A result, not the only one but a conspicuous one, of the Great Reset has been a flight to quality coterminous and simultaneous with a flight to value. Our capital markets heavyweights represent quality incarnate, so they’ve come out by and large winners. If you doubt me, look at the AmLaw 2012 results reported so far. Let’s use “Value per Lawyer” as our rough and ready proxy, which AmLaw defines as a measure of “how much money, on average, each of a firm’s lawyers contributes to overall partner compensation.” Let’s set aside quibbles about methodology and focus impressionistically on the firms at the top of this particular food chain. Tell me if you see a pattern:
- Cahill: $730,000
- Cleary: $415,000
- Cravath: $630,000
- Davis Polk: $495,000
- Milbank: $610,000
- Paul Weiss: $540,000
- Simpson Thacher: $590,000
- Sullivan & Cromwell: $755,000
- Wachtell: $1.580-million
If you wonder whether these numbers are impressive or mid-pack, because it’s not a familiar metric, here are a few comparables if you’d like (random selection):
- DLA: $235,000
- Baker & McKenzie: $195,000
- SNR Denton: $230,000
Here are a few other AmLaw metrics, this time change in gross revenue in 2012 vs. 2011:
- Paul Weiss: +12.4%
- Wachtell: 11.2%
- Sullivan & Cromwell: 6.4%
- Cravath: 6.2%
- Davis Polk: 4.4%
- Simpson Thacher: 2.0%
In a “growth is dead” market, these are by and large impressive numbers, and Paul Weiss’ and Wachtell’s are shockingly good. If our pie, as an industry, is relatively static (adjusted for inflation and global GDP growth), it looks as though many of these firms are expanding their market share. They must be doing something right.
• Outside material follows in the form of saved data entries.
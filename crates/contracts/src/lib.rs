//! # Contracts
//!
//! Frozen interface contracts shared by every crate in the workspace.
//! Business crates depend on this crate only; reverse dependencies are prohibited.
//!
//! ## Time Model
//! - Readings carry wall-clock UTC timestamps (`chrono::DateTime<Utc>`)
//! - Durations in configuration files are expressed in milliseconds

mod authorization;
mod blueprint;
mod error;
mod ip_provider;
mod options;
mod reading;
mod request_id;
mod sensor;
mod sensor_config;
pub mod serde_ms;

pub use authorization::*;
pub use blueprint::*;
pub use error::*;
pub use ip_provider::{IpLocationProvider, LocalIpLocationProvider};
pub use options::*;
pub use reading::*;
pub use request_id::{RequestId, SubscriptionId};
pub use sensor::{AuthorizationCallback, Sensor, SensorEvent, SensorEventCallback};
pub use sensor_config::SensorConfiguration;
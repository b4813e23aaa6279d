//! Simulated sensor implementation
//!
//! Implements `Sensor`, walking northward from a start coordinate and emitting
//! one reading per tick from a background thread while any service runs.
//! Used for the CLI and for development without a positioning device.

use std::sync::atomic::{AtomicBool, AtomicU64, Ordering};
use std::sync::{Arc, Mutex, MutexGuard, PoisonError};
use std::thread;
use std::time::Duration;

use contracts::{
    AuthorizationCallback, AuthorizationMode, AuthorizationState, Coordinate, Reading, Sensor,
    SensorConfiguration, SensorEvent, SensorEventCallback, SimulatorConfig,
};
use tracing::{debug, info, trace};

/// Delay before the simulated user answers a prompt
const PROMPT_DELAY: Duration = Duration::from_millis(50);

struct SimState {
    authorization: AuthorizationState,
    config: SensorConfiguration,
    position: Coordinate,
    events: Option<SensorEventCallback>,
    authorization_changes: Option<AuthorizationCallback>,
}

/// Simulated sensor
///
/// Emits at `frequency_hz` only while the applied configuration requires
/// activity; an idle configuration stops the worker thread.
pub struct SimulatedSensor {
    config: SimulatorConfig,
    state: Arc<Mutex<SimState>>,
    running: Arc<AtomicBool>,
    /// Bumped on every start; an emitter thread exits once it is stale
    generation: Arc<AtomicU64>,
}

impl SimulatedSensor {
    /// Create new simulated sensor
    pub fn new(config: SimulatorConfig) -> Self {
        let state = SimState {
            authorization: config.initial_authorization,
            config: SensorConfiguration::idle(),
            position: config.start,
            events: None,
            authorization_changes: None,
        };
        Self {
            config,
            state: Arc::new(Mutex::new(state)),
            running: Arc::new(AtomicBool::new(false)),
            generation: Arc::new(AtomicU64::new(0)),
        }
    }

    /// Create simulated sensor with default configuration
    pub fn with_defaults() -> Self {
        Self::new(SimulatorConfig::default())
    }

    /// Whether the emitter thread is running
    pub fn is_running(&self) -> bool {
        self.running.load(Ordering::Relaxed)
    }

    /// Configuration currently applied
    pub fn current_settings(&self) -> SensorConfiguration {
        Self::lock(&self.state).config.clone()
    }

    /// Change authorization as if toggled in system settings
    pub fn set_authorization(&self, authorization: AuthorizationState) {
        let callback = {
            let mut guard = Self::lock(&self.state);
            guard.authorization = authorization;
            guard.authorization_changes.clone()
        };
        if let Some(callback) = callback {
            callback(authorization);
        }
    }

    fn lock(state: &Mutex<SimState>) -> MutexGuard<'_, SimState> {
        state.lock().unwrap_or_else(PoisonError::into_inner)
    }

    fn start_emitter(&self) {
        // Idempotent: if already running, don't start again
        if self.running.swap(true, Ordering::SeqCst) {
            return;
        }

        let state = self.state.clone();
        let running = self.running.clone();
        let generation = self.generation.clone();
        let own = generation.fetch_add(1, Ordering::SeqCst) + 1;
        let step = self.config.step_meters;
        let horizontal_accuracy = self.config.horizontal_accuracy;
        let interval = Duration::from_secs_f64(1.0 / self.config.frequency_hz);

        thread::spawn(move || {
            debug!(interval_ms = interval.as_millis() as u64, "simulated sensor started");

            let live = || {
                running.load(Ordering::Relaxed) && generation.load(Ordering::SeqCst) == own
            };
            while live() {
                thread::sleep(interval);
                if !live() {
                    break;
                }

                let (reading, callback) = {
                    let mut guard = Self::lock(&state);
                    guard.position = guard.position.offset_north(step);
                    (
                        Reading::now(guard.position, horizontal_accuracy),
                        guard.events.clone(),
                    )
                };

                if let Some(callback) = callback {
                    trace!(
                        latitude = reading.coordinate.latitude,
                        longitude = reading.coordinate.longitude,
                        "simulated reading emitted"
                    );
                    callback(SensorEvent::Success(vec![reading]));
                }
            }

            debug!("simulated sensor stopped");
        });
    }

    fn stop_emitter(&self) {
        self.running.store(false, Ordering::SeqCst);
    }
}

impl Drop for SimulatedSensor {
    fn drop(&mut self) {
        self.stop_emitter();
    }
}

impl Sensor for SimulatedSensor {
    fn name(&self) -> &str {
        "simulated"
    }

    fn authorization_status(&self) -> AuthorizationState {
        Self::lock(&self.state).authorization
    }

    fn request_authorization(&self, mode: AuthorizationMode, callback: AuthorizationCallback) {
        let response = self.config.authorization_response;
        let state = self.state.clone();

        info!(mode = ?mode, response = ?response, "simulated authorization prompt");

        thread::spawn(move || {
            thread::sleep(PROMPT_DELAY);
            Self::lock(&state).authorization = response;
            callback(response);
        });
    }

    fn update_settings(&self, config: &SensorConfiguration) {
        Self::lock(&self.state).config = config.clone();

        if config.requires_activity() {
            self.start_emitter();
        } else {
            self.stop_emitter();
        }
    }

    fn listen(&self, events: SensorEventCallback, authorization: AuthorizationCallback) {
        let mut guard = Self::lock(&self.state);
        guard.events = Some(events);
        guard.authorization_changes = Some(authorization);
    }
}

#[cfg(test)]
mod tests {
    use super::*;
    use contracts::ServiceKind;
    use std::sync::atomic::AtomicU64;

    fn active_config() -> SensorConfiguration {
        let mut config = SensorConfiguration::idle();
        config.services.insert(ServiceKind::Continuous);
        config
    }

    fn fast_config() -> SimulatorConfig {
        SimulatorConfig {
            frequency_hz: 100.0,
            ..Default::default()
        }
    }

    #[test]
    fn test_emits_only_while_active() {
        let sensor = SimulatedSensor::new(fast_config());
        let count = Arc::new(AtomicU64::new(0));
        let count_clone = count.clone();

        sensor.listen(
            Arc::new(move |event| {
                if let SensorEvent::Success(readings) = event {
                    assert_eq!(readings.len(), 1);
                    count_clone.fetch_add(1, Ordering::Relaxed);
                }
            }),
            Arc::new(|_| {}),
        );

        thread::sleep(Duration::from_millis(50));
        assert_eq!(count.load(Ordering::Relaxed), 0);

        sensor.update_settings(&active_config());
        assert!(sensor.is_running());
        thread::sleep(Duration::from_millis(100));
        sensor.update_settings(&SensorConfiguration::idle());
        assert!(!sensor.is_running());

        assert!(count.load(Ordering::Relaxed) > 0);
    }

    #[test]
    fn test_readings_move_north() {
        let sensor = SimulatedSensor::new(fast_config());
        let latitudes = Arc::new(Mutex::new(Vec::new()));
        let latitudes_clone = latitudes.clone();

        sensor.listen(
            Arc::new(move |event| {
                if let SensorEvent::Success(readings) = event {
                    latitudes_clone
                        .lock()
                        .unwrap()
                        .push(readings[0].coordinate.latitude);
                }
            }),
            Arc::new(|_| {}),
        );
        sensor.update_settings(&active_config());
        thread::sleep(Duration::from_millis(100));
        sensor.update_settings(&SensorConfiguration::idle());

        let latitudes = latitudes.lock().unwrap();
        assert!(latitudes.len() >= 2);
        assert!(latitudes.windows(2).all(|w| w[1] > w[0]));
    }

    #[test]
    fn test_prompt_answered_with_configured_response() {
        let sensor = SimulatedSensor::new(SimulatorConfig {
            authorization_response: AuthorizationState::RestrictedForeground,
            ..Default::default()
        });
        let answered = Arc::new(Mutex::new(None));
        let answered_clone = answered.clone();

        sensor.request_authorization(
            AuthorizationMode::WhenInUse,
            Arc::new(move |state| *answered_clone.lock().unwrap() = Some(state)),
        );
        thread::sleep(PROMPT_DELAY * 4);

        assert_eq!(
            *answered.lock().unwrap(),
            Some(AuthorizationState::RestrictedForeground)
        );
        assert_eq!(
            sensor.authorization_status(),
            AuthorizationState::RestrictedForeground
        );
    }
}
So are these firms “golden,” having found an incredibly fit-to-purpose sweet spot in the market? Do they have anything to worry about?
As a New Yorker born and raised, I should be the first to cheer them on and wish the answer were no. But I can’t say that.
The good news is that these firms are (still) on a roll, and they have been for a long time. The bad news is that New York’s share of global capital markets activity has almost certainly peaked, and having 85%—100% of your lawyers in Manhattan may not be the one and only real decision you need to make to thrive as one of these firms.
In other words, though the Great Reset seems hardly to have mattered to these firms—indeed, may have played to their “flight to quality” strengths—the global tectonic shifts taking place as capital increasingly focuses on the East and the South and less on the West and the North, may mean their fundamental footprints need revisiting. (10% of Harvard Law School students in the class of 2015 are foreign-born.)
To answer that question requires looking quite a ways out, and having plausible forecasts about such things as the velocity of globalization, the probability of enduring regional conflicts or intermittent paralysis-by-terrorism, the long-run demographic trends on various continents, and more.
Since few possess that crystal ball, permit me to suggest where we seem to actually be in the market right now. I sense a potential generational divide. It’s not complicated: If I were 55 or 60 years old and a partner in one of these firms, I would instinctively, roundly, and rightly (so far as my own future is concerned) dismiss any of these worries. My effective time horizon is five or ten years, and all should be smooth sailing for at least that long (reputational markets are extremely sticky, if nothing else).
But if I were 40, with a time horizon of a few decades? Wouldn’t I be wondering, “what’s the plan here, guys?”
I don’t know about you, but that’s exactly what I would want to know. The problem is that the answer is far from obvious, but a bigger problem by far—if true of any of these firms—would be if they’re not thinking as hard as they can about answering that question.